--- START ---

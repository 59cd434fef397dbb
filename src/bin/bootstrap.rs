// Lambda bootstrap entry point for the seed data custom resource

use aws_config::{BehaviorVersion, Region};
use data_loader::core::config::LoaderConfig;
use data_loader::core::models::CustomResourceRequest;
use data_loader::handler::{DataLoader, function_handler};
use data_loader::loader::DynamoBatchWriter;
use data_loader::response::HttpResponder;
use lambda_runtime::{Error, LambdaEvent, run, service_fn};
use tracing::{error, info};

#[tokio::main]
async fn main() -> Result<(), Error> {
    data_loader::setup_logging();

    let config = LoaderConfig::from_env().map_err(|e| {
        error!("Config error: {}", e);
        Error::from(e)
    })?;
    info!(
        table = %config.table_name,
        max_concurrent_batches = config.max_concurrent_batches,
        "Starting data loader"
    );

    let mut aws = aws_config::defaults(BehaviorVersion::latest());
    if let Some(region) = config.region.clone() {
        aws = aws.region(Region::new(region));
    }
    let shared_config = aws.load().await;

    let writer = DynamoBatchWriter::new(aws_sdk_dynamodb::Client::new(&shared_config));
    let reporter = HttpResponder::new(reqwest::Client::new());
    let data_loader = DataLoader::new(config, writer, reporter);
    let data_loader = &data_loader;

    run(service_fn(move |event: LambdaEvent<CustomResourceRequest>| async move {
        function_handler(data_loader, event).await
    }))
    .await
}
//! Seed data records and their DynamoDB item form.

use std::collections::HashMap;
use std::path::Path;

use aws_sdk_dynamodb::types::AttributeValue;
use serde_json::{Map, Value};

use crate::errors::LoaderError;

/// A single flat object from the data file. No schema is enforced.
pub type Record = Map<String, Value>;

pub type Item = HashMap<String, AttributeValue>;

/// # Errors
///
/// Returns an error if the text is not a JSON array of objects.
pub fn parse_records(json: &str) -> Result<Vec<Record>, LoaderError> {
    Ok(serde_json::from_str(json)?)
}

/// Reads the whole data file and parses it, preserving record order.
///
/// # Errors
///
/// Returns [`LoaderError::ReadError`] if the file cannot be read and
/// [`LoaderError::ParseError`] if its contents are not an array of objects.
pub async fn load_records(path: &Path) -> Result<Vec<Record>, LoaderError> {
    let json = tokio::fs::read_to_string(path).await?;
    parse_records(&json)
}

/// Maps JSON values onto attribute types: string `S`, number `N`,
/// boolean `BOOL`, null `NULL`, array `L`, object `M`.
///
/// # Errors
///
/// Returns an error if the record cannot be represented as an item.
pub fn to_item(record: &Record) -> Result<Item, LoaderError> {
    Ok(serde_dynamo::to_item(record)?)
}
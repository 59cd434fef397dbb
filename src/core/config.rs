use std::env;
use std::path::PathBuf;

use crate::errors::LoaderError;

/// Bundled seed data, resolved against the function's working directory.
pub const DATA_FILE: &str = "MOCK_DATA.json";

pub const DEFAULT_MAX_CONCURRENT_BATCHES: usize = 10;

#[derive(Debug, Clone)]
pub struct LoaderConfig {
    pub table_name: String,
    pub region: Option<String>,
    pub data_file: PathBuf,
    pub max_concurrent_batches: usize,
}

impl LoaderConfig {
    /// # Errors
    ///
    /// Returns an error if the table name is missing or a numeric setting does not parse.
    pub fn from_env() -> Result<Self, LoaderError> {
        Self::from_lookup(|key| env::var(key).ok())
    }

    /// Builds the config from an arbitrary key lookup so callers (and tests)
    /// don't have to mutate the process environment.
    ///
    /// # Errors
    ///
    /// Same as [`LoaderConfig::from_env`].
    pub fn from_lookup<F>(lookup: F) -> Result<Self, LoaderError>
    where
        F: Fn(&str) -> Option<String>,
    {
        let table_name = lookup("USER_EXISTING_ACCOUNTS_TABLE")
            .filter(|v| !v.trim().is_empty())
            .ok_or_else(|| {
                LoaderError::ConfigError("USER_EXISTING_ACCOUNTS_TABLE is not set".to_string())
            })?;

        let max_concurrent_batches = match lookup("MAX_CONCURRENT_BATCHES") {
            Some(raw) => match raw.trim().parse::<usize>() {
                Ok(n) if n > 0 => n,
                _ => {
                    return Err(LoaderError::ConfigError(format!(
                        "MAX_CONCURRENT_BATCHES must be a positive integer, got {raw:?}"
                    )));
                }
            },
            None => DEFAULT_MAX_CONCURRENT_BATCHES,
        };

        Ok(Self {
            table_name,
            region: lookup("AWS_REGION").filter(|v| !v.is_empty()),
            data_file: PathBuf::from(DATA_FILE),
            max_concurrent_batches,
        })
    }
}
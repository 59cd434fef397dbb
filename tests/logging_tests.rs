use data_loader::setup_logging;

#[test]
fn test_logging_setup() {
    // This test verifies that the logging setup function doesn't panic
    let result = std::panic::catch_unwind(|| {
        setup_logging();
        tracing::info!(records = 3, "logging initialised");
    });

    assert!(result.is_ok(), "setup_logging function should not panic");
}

--- END ---

# [Assignment]
All of the material should be set down exactly as it reads.

# [Solution to this exercise]
repository 59cd434fef397dbb
filename src/bin/bootstrap.rs
// Lambda bootstrap entry point for the seed data custom resource

use aws_config::{BehaviorVersion, Region};
use data_loader::core::config::LoaderConfig;
use data_loader::core::models::CustomResourceRequest;
use data_loader::handler::{DataLoader, function_handler};
use data_loader::loader::DynamoBatchWriter;
use data_loader::response::HttpResponder;
use lambda_runtime::{Error, LambdaEvent, run, service_fn};
use tracing::{error, info};

#[tokio::main]
async fn main() -> Result<(), Error> {
    data_loader::setup_logging();

    let config = LoaderConfig::from_env().map_err(|e| {
        error!("Config error: {}", e);
        Error::from(e)
    })?;
    info!(
        table = %config.table_name,
        max_concurrent_batches = config.max_concurrent_batches,
        "Starting data loader"
    );

    let mut aws = aws_config::defaults(BehaviorVersion::latest());
    if let Some(region) = config.region.clone() {
        aws = aws.region(Region::new(region));
    }
    let shared_config = aws.load().await;

    let writer = DynamoBatchWriter::new(aws_sdk_dynamodb::Client::new(&shared_config));
    let reporter = HttpResponder::new(reqwest::Client::new());
    let data_loader = DataLoader::new(config, writer, reporter);
    let data_loader = &data_loader;

    run(service_fn(move |event: LambdaEvent<CustomResourceRequest>| async move {
        function_handler(data_loader, event).await
    }))
    .await
}
//! Seed data records and their DynamoDB item form.

use std::collections::HashMap;
use std::path::Path;

use aws_sdk_dynamodb::types::AttributeValue;
use serde_json::{Map, Value};

use crate::errors::LoaderError;

/// A single flat object from the data file. No schema is enforced.
pub type Record = Map<String, Value>;

pub type Item = HashMap<String, AttributeValue>;

/// # Errors
///
/// Returns an error if the text is not a JSON array of objects.
pub fn parse_records(json: &str) -> Result<Vec<Record>, LoaderError> {
    Ok(serde_json::from_str(json)?)
}

/// Reads the whole data file and parses it, preserving record order.
///
/// # Errors
///
/// Returns [`LoaderError::ReadError`] if the file cannot be read and
/// [`LoaderError::ParseError`] if its contents are not an array of objects.
pub async fn load_records(path: &Path) -> Result<Vec<Record>, LoaderError> {
    let json = tokio::fs::read_to_string(path).await?;
    parse_records(&json)
}

/// Maps JSON values onto attribute types: string `S`, number `N`,
/// boolean `BOOL`, null `NULL`, array `L`, object `M`.
///
/// # Errors
///
/// Returns an error if the record cannot be represented as an item.
pub fn to_item(record: &Record) -> Result<Item, LoaderError> {
    Ok(serde_dynamo::to_item(record)?)
}
repository 59cd434fef397dbb
filename src/core/config.rs
use std::env;
use std::path::PathBuf;

use crate::errors::LoaderError;

/// Bundled seed data, resolved against the function's working directory.
pub const DATA_FILE: &str = "MOCK_DATA.json";

pub const DEFAULT_MAX_CONCURRENT_BATCHES: usize = 10;

#[derive(Debug, Clone)]
pub struct LoaderConfig {
    pub table_name: String,
    pub region: Option<String>,
    pub data_file: PathBuf,
    pub max_concurrent_batches: usize,
}

impl LoaderConfig {
    /// # Errors
    ///
    /// Returns an error if the table name is missing or a numeric setting does not parse.
    pub fn from_env() -> Result<Self, LoaderError> {
        Self::from_lookup(|key| env::var(key).ok())
    }

    /// Builds the config from an arbitrary key lookup so callers (and tests)
    /// don't have to mutate the process environment.
    ///
    /// # Errors
    ///
    /// Same as [`LoaderConfig::from_env`].
    pub fn from_lookup<F>(lookup: F) -> Result<Self, LoaderError>
    where
        F: Fn(&str) -> Option<String>,
    {
        let table_name = lookup("USER_EXISTING_ACCOUNTS_TABLE")
            .filter(|v| !v.trim().is_empty())
            .ok_or_else(|| {
                LoaderError::ConfigError("USER_EXISTING_ACCOUNTS_TABLE is not set".to_string())
            })?;

        let max_concurrent_batches = match lookup("MAX_CONCURRENT_BATCHES") {
            Some(raw) => match raw.trim().parse::<usize>() {
                Ok(n) if n > 0 => n,
                _ => {
                    return Err(LoaderError::ConfigError(format!(
                        "MAX_CONCURRENT_BATCHES must be a positive integer, got {raw:?}"
                    )));
                }
            },
            None => DEFAULT_MAX_CONCURRENT_BATCHES,
        };

        Ok(Self {
            table_name,
            region: lookup("AWS_REGION").filter(|v| !v.is_empty()),
            data_file: PathBuf::from(DATA_FILE),
            max_concurrent_batches,
        })
    }
}
repository 59cd434fef397dbb
filename tests/logging_tests.rs
use data_loader::setup_logging;

#[test]
fn test_logging_setup() {
    // This test verifies that the logging setup function doesn't panic
    let result = std::panic::catch_unwind(|| {
        setup_logging();
        tracing::info!(records = 3, "logging initialised");
    });

    assert!(result.is_ok(), "setup_logging function should not panic");
}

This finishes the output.